**What you have to do**
Reproduce every record exactly as written.

Saved entries:
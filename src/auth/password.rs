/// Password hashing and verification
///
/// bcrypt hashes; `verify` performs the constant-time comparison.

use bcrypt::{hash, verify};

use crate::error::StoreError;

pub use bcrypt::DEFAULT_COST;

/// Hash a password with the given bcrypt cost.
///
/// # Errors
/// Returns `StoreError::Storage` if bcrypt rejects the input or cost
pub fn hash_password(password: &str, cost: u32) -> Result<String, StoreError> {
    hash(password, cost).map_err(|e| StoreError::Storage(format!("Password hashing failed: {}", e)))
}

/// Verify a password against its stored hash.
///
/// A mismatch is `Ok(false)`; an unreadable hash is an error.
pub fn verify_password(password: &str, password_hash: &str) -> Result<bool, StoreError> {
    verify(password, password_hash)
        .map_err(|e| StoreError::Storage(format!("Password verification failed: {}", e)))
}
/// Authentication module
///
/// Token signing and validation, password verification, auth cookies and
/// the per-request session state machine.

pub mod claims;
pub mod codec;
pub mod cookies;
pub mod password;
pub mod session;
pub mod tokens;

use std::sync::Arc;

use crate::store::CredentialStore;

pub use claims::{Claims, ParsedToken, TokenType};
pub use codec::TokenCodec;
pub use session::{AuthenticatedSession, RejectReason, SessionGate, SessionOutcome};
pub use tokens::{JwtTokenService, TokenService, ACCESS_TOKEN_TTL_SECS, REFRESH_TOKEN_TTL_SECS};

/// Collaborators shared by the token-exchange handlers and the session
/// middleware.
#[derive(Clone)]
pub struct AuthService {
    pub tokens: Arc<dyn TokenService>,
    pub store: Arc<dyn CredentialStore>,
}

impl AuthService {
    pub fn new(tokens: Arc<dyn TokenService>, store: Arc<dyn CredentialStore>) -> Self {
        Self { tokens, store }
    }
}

**Written answer**
filename src/auth/password.rs
/// Password hashing and verification
///
/// bcrypt hashes; `verify` performs the constant-time comparison.

use bcrypt::{hash, verify};

use crate::error::StoreError;

pub use bcrypt::DEFAULT_COST;

/// Hash a password with the given bcrypt cost.
///
/// # Errors
/// Returns `StoreError::Storage` if bcrypt rejects the input or cost
pub fn hash_password(password: &str, cost: u32) -> Result<String, StoreError> {
    hash(password, cost).map_err(|e| StoreError::Storage(format!("Password hashing failed: {}", e)))
}

/// Verify a password against its stored hash.
///
/// A mismatch is `Ok(false)`; an unreadable hash is an error.
pub fn verify_password(password: &str, password_hash: &str) -> Result<bool, StoreError> {
    verify(password, password_hash)
        .map_err(|e| StoreError::Storage(format!("Password verification failed: {}", e)))
}
/// Authentication module
///
/// Token signing and validation, password verification, auth cookies and
/// the per-request session state machine.

pub mod claims;
pub mod codec;
pub mod cookies;
pub mod password;
pub mod session;
pub mod tokens;

use std::sync::Arc;

use crate::store::CredentialStore;

pub use claims::{Claims, ParsedToken, TokenType};
pub use codec::TokenCodec;
pub use session::{AuthenticatedSession, RejectReason, SessionGate, SessionOutcome};
pub use tokens::{JwtTokenService, TokenService, ACCESS_TOKEN_TTL_SECS, REFRESH_TOKEN_TTL_SECS};

/// Collaborators shared by the token-exchange handlers and the session
/// middleware.
#[derive(Clone)]
pub struct AuthService {
    pub tokens: Arc<dyn TokenService>,
    pub store: Arc<dyn CredentialStore>,
}

impl AuthService {
    pub fn new(tokens: Arc<dyn TokenService>, store: Arc<dyn CredentialStore>) -> Self {
        Self { tokens, store }
    }
}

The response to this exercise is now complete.